Many years ago, when I was being trained in the Trotskyist movement, James P. Cannon’s “Struggle for a Proletarian Party” was required reading. This was his account of the fight with Max Shachtman and James Burnham in 1939 over the class character of the USSR. The term “organization question” is referenced heavily throughout. For Cannon, this was the Achilles Heel of the “petty-bourgeois” opposition that harped on things like his top-heavy leadership (true, I’m sure) rather than the underlying theoretical questions. Cannon wrote:

What is the significance of the organisation question as such in a political party? Does it have an independent significance of its own on the same plane with political differences, or even standing above them? Very rarely. And then only transiently, for the political line breaks through and dominates the organisation question every time. This is one of the first ABC lessons of party politics, confirmed by all experience.

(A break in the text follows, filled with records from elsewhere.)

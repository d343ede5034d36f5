//! Errors raised while building analyzers and handling persisted data

use thiserror::Error;

/// Errors from core construction and persistence
#[derive(Debug, Error)]
pub enum CoreError {
    #[error("Invalid configuration: {0}")]
    Config(#[from] toml::de::Error),

    #[error("Invalid pattern: {0}")]
    Pattern(#[from] regex::Error),

    #[error("Persistence error: {0}")]
    Persistence(#[from] PersistenceError),

    #[error("Serialization error: {0}")]
    Serialization(#[from] serde_json::Error),
}

/// Errors reported by a persistence backend
#[derive(Debug, Error)]
pub enum PersistenceError {
    #[error("I/O error: {0}")]
    Io(#[from] std::io::Error),

    #[error("Backend unavailable: {0}")]
    Unavailable(String),

    #[error("Invalid key: {0}")]
    InvalidKey(String),
}
impl CachedEntry {
    pub fn is_expired(&self, now: DateTime<Utc>, ttl: Duration) -> bool {
        now - self.timestamp >= ttl
    }
}

/// A cache hit inside a batch
#[derive(Debug, Clone, PartialEq)]
pub struct CachedResult {
    pub article_id: String,
    pub result: SentimentResult,
}

/// Batch split into hits and work items
#[derive(Debug, Clone, Default)]
pub struct BatchPartition {
    pub cached: Vec<CachedResult>,
    pub to_analyze: Vec<Article>,
}

/// Outcome of a warm-start attempt
#[derive(Debug, Clone, Copy, PartialEq, Eq)]
pub enum LoadOutcome {
    /// Nothing persisted under the key
    Empty,
    /// Entries restored (expired ones skipped)
    Restored { entries: usize, skipped: usize },
    /// Blob was unreadable and has been dropped
    Corrupt,
    /// Backend failed; cache stays cold
    Unavailable,
}

/// Cache counters
#[derive(Debug, Clone, Copy, Default, PartialEq, Eq)]
pub struct CacheStats {
    pub entries: usize,
    pub hits: u64,
    pub misses: u64,
    pub expired_evictions: u64,
    pub capacity_evictions: u64,
}

#[derive(Serialize, Deserialize)]
struct Snapshot {
    version: u32,
    saved_at: DateTime<Utc>,
    entries: Vec<CachedEntry>,
}

/// Hash of the lower-cased, whitespace-normalized title and content
pub fn cache_key(title: &str, content: &str) -> String {
    let normalized = normalize_whitespace(&format!("{} {}", title, content).to_lowercase());
    let prefix: String = normalized.chars().take(KEY_TEXT_CHARS).collect();

    let mut hasher = Sha256::new();
    hasher.update(prefix.as_bytes());
    format!("{:x}", hasher.finalize())[..16].to_string()
}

In his notorious document entitled “Science and Style”, Burnham writes: “The second central issue is the question of the regime in the Socialist Workers Party.” In reality the opposition tried from the beginning of the dispute to make the question of the “regime” the first issue; the basic cadres of the opposition were recruited precisely on this issue before the fundamental theoretical and political differences were fully revealed and developed.

This method of struggle is not new. The history of the revolutionary labour movement since the days of the First International is an uninterrupted chronicle of the attempts of petty-bourgeois groupings and tendencies of all kinds to recompense themselves for their theoretical and political weakness by furious attacks against the “organisational methods” of the Marxists. And under the heading of organisational methods, they included everything from the concept of revolutionary centralism up to routine matters of administration; and beyond that to the personal manners and methods of their principled opponents, which they invariably describe as “bad”, “harsh”, “tyrannical”, and—of course, of course, of course—“bureaucratic”. To this day any little group of anarchists will explain to you how the “authoritarian” Marx mistreated Bakunin.

As it happens, both Brenner and Chibber are susceptible to prioritizing the “organization question”. I say this because someone privy to the feud informed me:

As I understand it, Brenner gave a ten or so page critique of an article Chibber had for the magazine (Catalyst) the long and short of which was that Chibber’s piece was fatally flawed. All said in the best academese of course.

So political differences will likely be papered over in order turn this into a Human Resources grievance. Who really believes that Brenner and one of his best known and most obsequious disciples were butting heads over whether he was keeping up with his editorial duties?

I don’t.

My advice is to look for the next issue of the Catalyst to read Chibber’s article. You can only guess what Brenner thought of it but are not likely to see any critique since he is not really in the habit of duking it out publicly with the exception of his NLR article about the 1997 financial crisis. Of course, that was easier to take part in since it involved rather cut-and-dry questions of how to understand the declining rate of profit and other key indicators. Having it out with one of his erstwhile devotees is probably not something Brenner has a stomach for although the sharp-elbowed Chibber would probably like to bring it on.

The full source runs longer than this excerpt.